The eagles, found in Maryland, did not die of natural causes the analysis showed. Though the necropsy has not revealed exactly what killed the majestic bald eagles, the analysis has ruled out trauma.
"A working theory is poisoning," Candy Thomson, a Maryland Natural Resources Police spokeswoman told The Washington Post. "We just don't know right now, which is why we're asking the public if they heard anything, if they saw anything, we want to know about it," Thomson said.
The new necropsies revealed that the iconic birds did not die of natural causes such as avian influenza, which circulates in poultry farms in the area. [In Photos: Birds of Prey]
The iconic birds were found on Feb. 20 in Federalsburg, Maryland, after a bystander walked by what he said he initially thought was a dead turkey, The Washington Post reported. When the man took a closer look, he found four felled bald eagles. Of the 13 eagles that had died, three were mature enough to mate, with the characteristic white "bald" head and brown feathers. The bald eagle die-off was the biggest one in decades.
The national bird first went on the endangered species list in the 1960s, after the eagles nearly went extinct. Many of them had ingested the pesticide DDT from the environment, which made the eagles' eggshells hard and brittle, meaning baby eagle chicks could not hatch.
Since then, the birds' populations have rebounded and the bald eagle is no longer on the endangered species list.
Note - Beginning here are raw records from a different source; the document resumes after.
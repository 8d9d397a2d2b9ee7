//! Core domain models for transactional violations and validation results
//!
//! Architecture: Rich Domain Models - Violations are values with behavior, not just data
//! - A violation knows the class and field responsible and renders its own diagnostic line
//! - ValidationReport acts as an aggregate root and keeps violations in emission order
//! - Errors of the analysis itself are kept apart from violations of the analyzed code

use crate::position::Position;
use chrono::{DateTime, Utc};
use serde::{Deserialize, Serialize};
use std::path::PathBuf;

/// Severity levels for reported diagnostics
#[derive(Debug, Clone, Copy, PartialEq, Eq, PartialOrd, Ord, Serialize, Deserialize, Hash)]
#[serde(rename_all = "lowercase")]
pub enum Severity {
    /// Informational messages
    Info,
    /// Reported, but the build still passes
    Warning,
    /// Errors that fail the build
    Error,
}

impl Severity {
    /// Errors fail the build gate, nothing else does
    pub fn is_blocking(self) -> bool {
        matches!(self, Self::Error)
    }

    /// Lowercase name used in every output format
    pub fn as_str(self) -> &'static str {
        match self {
            Self::Info => "info",
            Self::Warning => "warning",
            Self::Error => "error",
        }
    }
}

/// A component class holding a repository-typed field without a transaction boundary
#[derive(Debug, Clone, Serialize, Deserialize)]
pub struct Violation {
    /// Identifier of the rule that produced this violation
    pub rule_id: String,
    /// How the finding affects the build
    pub severity: Severity,
    /// Identifier of the source file declaring the class
    pub file_path: PathBuf,
    /// Simple name of the offending class
    pub class_name: String,
    /// Simple name of the offending field
    pub field_name: String,
    /// Line number (1-indexed) of the field, when the source could be read
    pub line_number: Option<u32>,
    /// Column number (1-indexed) of the field, when the source could be read
    pub column_number: Option<u32>,
    /// Diagnostic text, without the location prefix
    pub message: String,
    /// Suggested fix for the violation
    pub suggested_fix: Option<String>,
    /// Detection timestamp
    pub detected_at: DateTime<Utc>,
}

impl Violation {
    /// Create a new violation with an unknown position
    pub fn new(
        rule_id: impl Into<String>,
        severity: Severity,
        file_path: PathBuf,
        class_name: impl Into<String>,
        field_name: impl Into<String>,
        message: impl Into<String>,
    ) -> Self {
        Self {
            rule_id: rule_id.into(),
            severity,
            file_path,
            class_name: class_name.into(),
            field_name: field_name.into(),
            line_number: None,
            column_number: None,
            message: message.into(),
            suggested_fix: None,
            detected_at: Utc::now(),
        }
    }

    /// Attach the resolved position of the offending field
    pub fn with_position(mut self, position: Position) -> Self {
        self.line_number = Some(position.line);
        self.column_number = Some(position.column);
        self
    }

    /// Add a suggested fix
    pub fn with_suggestion(mut self, suggestion: impl Into<String>) -> Self {
        self.suggested_fix = Some(suggestion.into());
        self
    }

    /// Position of the offending field, if it was resolved
    pub fn position(&self) -> Option<Position> {
        match (self.line_number, self.column_number) {
            (Some(line), Some(column)) => Some(Position { line, column }),
            _ => None,
        }
    }

    /// Whether this violation is blocking
    pub fn is_blocking(&self) -> bool {
        self.severity.is_blocking()
    }

    /// Render the compiler-style diagnostic line: `<file>:[<line>,<column>] <message>`
    ///
    /// An unresolved position renders as `[?,?]`.
    pub fn format_diagnostic(&self) -> String {
        let location = match self.position() {
            Some(position) => format!("[{},{}]", position.line, position.column),
            None => "[?,?]".to_string(),
        };

        format!("{}:{} {}", self.file_path.display(), location, self.message)
    }
}

/// Counters gathered over one validation run
#[derive(Debug, Clone, Default, Serialize, Deserialize)]
pub struct ValidationSummary {
    /// Number of program models analyzed
    pub models_analyzed: usize,
    /// Number of component classes inspected
    pub classes_inspected: usize,
    /// Number of component classes skipped because they are already transactional
    pub classes_exempt: usize,
    /// Violations per severity
    pub violations_by_severity: ViolationCounts,
    /// Wall time of the run in milliseconds
    pub execution_time_ms: u64,
    /// When the run started
    pub validated_at: DateTime<Utc>,
}

/// Per-severity violation counters
#[derive(Debug, Clone, Default, Serialize, Deserialize)]
pub struct ViolationCounts {
    pub error: usize,
    pub warning: usize,
    pub info: usize,
}

impl ViolationCounts {
    /// Sum over every severity
    pub fn total(&self) -> usize {
        self.error + self.warning + self.info
    }

    /// Any error-level violations at all
    pub fn has_blocking(&self) -> bool {
        self.error > 0
    }

    /// Count one more violation of `severity`
    pub fn add(&mut self, severity: Severity) {
        match severity {
            Severity::Error => self.error += 1,
            Severity::Warning => self.warning += 1,
            Severity::Info => self.info += 1,
        }
    }
}

/// Diagnostics of one or more models plus run metadata
///
/// Violations stay in the order they were added: candidate order first,
/// field declaration order within a class.
#[derive(Debug, Clone, Serialize, Deserialize)]
pub struct ValidationReport {
    /// Violations in report order
    pub violations: Vec<Violation>,
    /// Summary statistics
    pub summary: ValidationSummary,
    /// Fingerprint of the configuration that produced the report
    pub config_fingerprint: Option<String>,
}

impl ValidationReport {
    /// Empty report stamped with the current time
    pub fn new() -> Self {
        Self {
            violations: Vec::new(),
            summary: ValidationSummary {
                validated_at: Utc::now(),
                ..Default::default()
            },
            config_fingerprint: None,
        }
    }

    /// Append a violation and count it
    pub fn add_violation(&mut self, violation: Violation) {
        self.summary.violations_by_severity.add(violation.severity);
        self.violations.push(violation);
    }

    /// Whether anything was reported
    pub fn has_violations(&self) -> bool {
        !self.violations.is_empty()
    }

    /// Whether the build gate should fail
    pub fn has_errors(&self) -> bool {
        self.summary.violations_by_severity.has_blocking()
    }

    /// Violations of one severity, in report order
    pub fn violations_by_severity(&self, severity: Severity) -> impl Iterator<Item = &Violation> {
        self.violations
            .iter()
            .filter(move |v| v.severity == severity)
    }

    /// Set the number of models analyzed
    pub fn set_models_analyzed(&mut self, count: usize) {
        self.summary.models_analyzed = count;
    }

    /// Record class inspection counters
    pub fn record_classes(&mut self, inspected: usize, exempt: usize) {
        self.summary.classes_inspected += inspected;
        self.summary.classes_exempt += exempt;
    }

    /// Record the run's wall time
    pub fn set_execution_time(&mut self, duration_ms: u64) {
        self.summary.execution_time_ms = duration_ms;
    }

    /// Record which configuration produced the report
    pub fn set_config_fingerprint(&mut self, fingerprint: impl Into<String>) {
        self.config_fingerprint = Some(fingerprint.into());
    }

    /// Append another report to this one, keeping its violation order
    pub fn merge(&mut self, other: ValidationReport) {
        for violation in other.violations {
            self.add_violation(violation);
        }
        self.summary.models_analyzed += other.summary.models_analyzed;
        self.summary.classes_inspected += other.summary.classes_inspected;
        self.summary.classes_exempt += other.summary.classes_exempt;
    }
}

impl Default for ValidationReport {
    fn default() -> Self {
        Self::new()
    }
}

/// Failures of model loading, position resolution and configuration
#[derive(Debug, thiserror::Error)]
pub enum GuardianError {
    /// Configuration is unreadable or invalid
    #[error("Configuration error: {message}")]
    Configuration { message: String },

    /// Underlying I/O failure
    #[error("IO error: {source}")]
    Io {
        #[from]
        source: std::io::Error,
    },

    /// Program model document could not be loaded or parsed
    #[error("Model error in {file}: {message}")]
    Model { file: String, message: String },

    /// Text of a source file could not be obtained
    #[error("Source unavailable for {source_id}: {message}")]
    SourceUnavailable { source_id: String, message: String },

    /// Interface closure of a field's type could not be computed
    #[error("Unresolved type for field {field}: {type_name}")]
    UnresolvedType { field: String, type_name: String },

    /// Offset lies beyond the end of the text
    #[error("Offset {offset} out of range for text of {length} UTF-16 code units")]
    OffsetOutOfRange { offset: usize, length: usize },

    /// Analysis failed for a specific model
    #[error("Analysis error in {file}: {message}")]
    Analysis { file: String, message: String },
}

impl GuardianError {
    /// Configuration error from a message
    pub fn config(message: impl Into<String>) -> Self {
        Self::Configuration {
            message: message.into(),
        }
    }

    /// Create a model error
    pub fn model(file: impl Into<String>, message: impl Into<String>) -> Self {
        Self::Model {
            file: file.into(),
            message: message.into(),
        }
    }

    /// Create a source unavailable error
    pub fn source_unavailable(source_id: impl Into<String>, message: impl Into<String>) -> Self {
        Self::SourceUnavailable {
            source_id: source_id.into(),
            message: message.into(),
        }
    }

    /// Create an unresolved type error
    pub fn unresolved_type(field: impl Into<String>, type_name: impl Into<String>) -> Self {
        Self::UnresolvedType {
            field: field.into(),
            type_name: type_name.into(),
        }
    }

    /// Analysis error for a model or run
    pub fn analysis(file: impl Into<String>, message: impl Into<String>) -> Self {
        Self::Analysis {
            file: file.into(),
            message: message.into(),
        }
    }

    /// Whether the analysis can continue after this error
    pub fn is_recoverable(&self) -> bool {
        matches!(
            self,
            Self::SourceUnavailable { .. } | Self::UnresolvedType { .. } | Self::OffsetOutOfRange { .. }
        )
    }
}

/// Result alias used throughout the crate
pub type GuardianResult<T> = Result<T, GuardianError>;

#[cfg(test)]
mod tests {
    use super::*;
    use std::path::Path;

    fn sample_violation() -> Violation {
        Violation::new(
            "transactional_repository",
            Severity::Error,
            PathBuf::from("src/OrderService.java"),
            "OrderService",
            "orders",
            "OrderService bean is mandatory transactional since orders is a CrudRepository",
        )
    }

    #[test]
    fn test_violation_creation() {
        let violation = sample_violation();

        assert_eq!(violation.rule_id, "transactional_repository");
        assert_eq!(violation.severity, Severity::Error);
        assert_eq!(violation.file_path, Path::new("src/OrderService.java"));
        assert_eq!(violation.class_name, "OrderService");
        assert_eq!(violation.field_name, "orders");
        assert!(violation.position().is_none());
        assert!(violation.is_blocking());
    }

    #[test]
    fn test_diagnostic_with_position() {
        let violation = sample_violation().with_position(Position { line: 7, column: 5 });

        assert_eq!(
            violation.format_diagnostic(),
            "src/OrderService.java:[7,5] OrderService bean is mandatory transactional since orders is a CrudRepository"
        );
    }

    #[test]
    fn test_diagnostic_with_unknown_position() {
        let violation = sample_violation();

        assert!(violation.format_diagnostic().starts_with("src/OrderService.java:[?,?] "));
    }

    #[test]
    fn test_report_keeps_insertion_order() {
        let mut report = ValidationReport::new();

        let mut second = sample_violation();
        second.field_name = "payments".to_string();
        second.severity = Severity::Warning;

        report.add_violation(sample_violation());
        report.add_violation(second);

        assert!(report.has_violations());
        assert!(report.has_errors());
        assert_eq!(report.violations[0].field_name, "orders");
        assert_eq!(report.violations[1].field_name, "payments");
        assert_eq!(report.summary.violations_by_severity.total(), 2);
        assert_eq!(report.violations_by_severity(Severity::Warning).count(), 1);
    }

    #[test]
    fn test_merge_accumulates_counters() {
        let mut first = ValidationReport::new();
        first.add_violation(sample_violation());
        first.set_models_analyzed(1);
        first.record_classes(3, 1);

        let mut second = ValidationReport::new();
        second.set_models_analyzed(1);
        second.record_classes(2, 0);

        first.merge(second);

        assert_eq!(first.summary.models_analyzed, 2);
        assert_eq!(first.summary.classes_inspected, 5);
        assert_eq!(first.summary.classes_exempt, 1);
        assert_eq!(first.violations.len(), 1);
    }

    #[test]
    fn test_recoverable_errors() {
        assert!(GuardianError::source_unavailable("a.java", "missing").is_recoverable());
        assert!(GuardianError::unresolved_type("repo", "com.acme.Repo").is_recoverable());
        assert!(GuardianError::OffsetOutOfRange { offset: 9, length: 3 }.is_recoverable());
        assert!(!GuardianError::config("bad").is_recoverable());
    }

    #[test]
    fn test_severity_ordering() {
        assert!(Severity::Error > Severity::Warning);
        assert!(Severity::Warning > Severity::Info);
        assert!(Severity::Error.is_blocking());
        assert!(!Severity::Warning.is_blocking());
    }
}
//! Model file discovery using glob include/exclude patterns
//!
//! Architectural Principle: Service Layer - ModelFilter decides which documents are program models
//! - Include patterns name model files, exclude patterns prune build output and vendored trees
//! - Patterns without a slash match the file name, others match the path relative to the walk root
//! - Traversal is sorted so the same tree always yields the same model order

use crate::domain::violations::{GuardianError, GuardianResult};
use std::path::{Path, PathBuf};
use walkdir::WalkDir;

/// Selects program model files in a directory tree
#[derive(Debug, Clone)]
pub struct ModelFilter {
    includes: Vec<FilterPattern>,
    excludes: Vec<FilterPattern>,
}

#[derive(Debug, Clone)]
struct FilterPattern {
    pattern: glob::Pattern,
    original: String,
}

impl FilterPattern {
    fn parse(pattern: &str) -> GuardianResult<Self> {
        let trimmed = pattern.trim_start_matches('/');
        let glob_pattern = glob::Pattern::new(trimmed)
            .map_err(|e| GuardianError::config(format!("Invalid pattern '{pattern}': {e}")))?;

        Ok(Self { pattern: glob_pattern, original: trimmed.to_string() })
    }

    fn matches(&self, relative: &Path) -> bool {
        if self.original.contains('/') {
            return self.pattern.matches_path(relative);
        }

        relative
            .file_name()
            .map(|name| self.pattern.matches(&name.to_string_lossy()))
            .unwrap_or(false)
    }
}

impl ModelFilter {
    pub fn new(includes: &[String], excludes: &[String]) -> GuardianResult<Self> {
        let includes = includes
            .iter()
            .map(|p| FilterPattern::parse(p))
            .collect::<GuardianResult<Vec<_>>>()?;
        let excludes = excludes
            .iter()
            .map(|p| FilterPattern::parse(p))
            .collect::<GuardianResult<Vec<_>>>()?;

        Ok(Self { includes, excludes })
    }

    /// Whether a path, relative to the discovery root, is a model to load
    pub fn is_model(&self, relative: &Path) -> bool {
        if self.excludes.iter().any(|p| p.matches(relative)) {
            return false;
        }
        self.includes.iter().any(|p| p.matches(relative))
    }

    /// Find every model file under `root`, in sorted traversal order
    pub fn find_models<P: AsRef<Path>>(&self, root: P) -> Vec<PathBuf> {
        let root = root.as_ref();
        let mut models = Vec::new();

        let walker = WalkDir::new(root)
            .follow_links(false)
            .sort_by_file_name()
            .into_iter()
            .filter_entry(|entry| {
                // Prune excluded directories without descending into them
                let relative = entry.path().strip_prefix(root).unwrap_or(entry.path());
                relative.as_os_str().is_empty()
                    || !entry.file_type().is_dir()
                    || !self.excludes.iter().any(|p| p.matches(&relative.join("_")))
            });

        for entry in walker {
            let entry = match entry {
                Ok(entry) => entry,
                Err(e) => {
                    tracing::warn!("Skipping unreadable entry under {}: {}", root.display(), e);
                    continue;
                }
            };

            if !entry.file_type().is_file() {
                continue;
            }

            let relative = entry.path().strip_prefix(root).unwrap_or(entry.path());
            if self.is_model(relative) {
                models.push(entry.path().to_path_buf());
            }
        }

        models
    }
}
However, the national birds are still protected under two federal laws: the Bald and Golden Eagle Protection Act of 1940 and the Migratory Bird Treaty Act of 1918, according to the FWS.
Initially, investigators speculated that the eagles may have eaten the poisoned carcasses of rodents, but the owner of the field said he had not used any pesticides recently, NBC reported.
Those who have information about the bald eagles can contact John LaCorte, a special agent in the Office of Law Enforcement at the U.S. Fish and Wildlife Service in Cambridge, Maryland, at 410-228-2476, or the Maryland Natural Resources Police hotline at 800-628-9944.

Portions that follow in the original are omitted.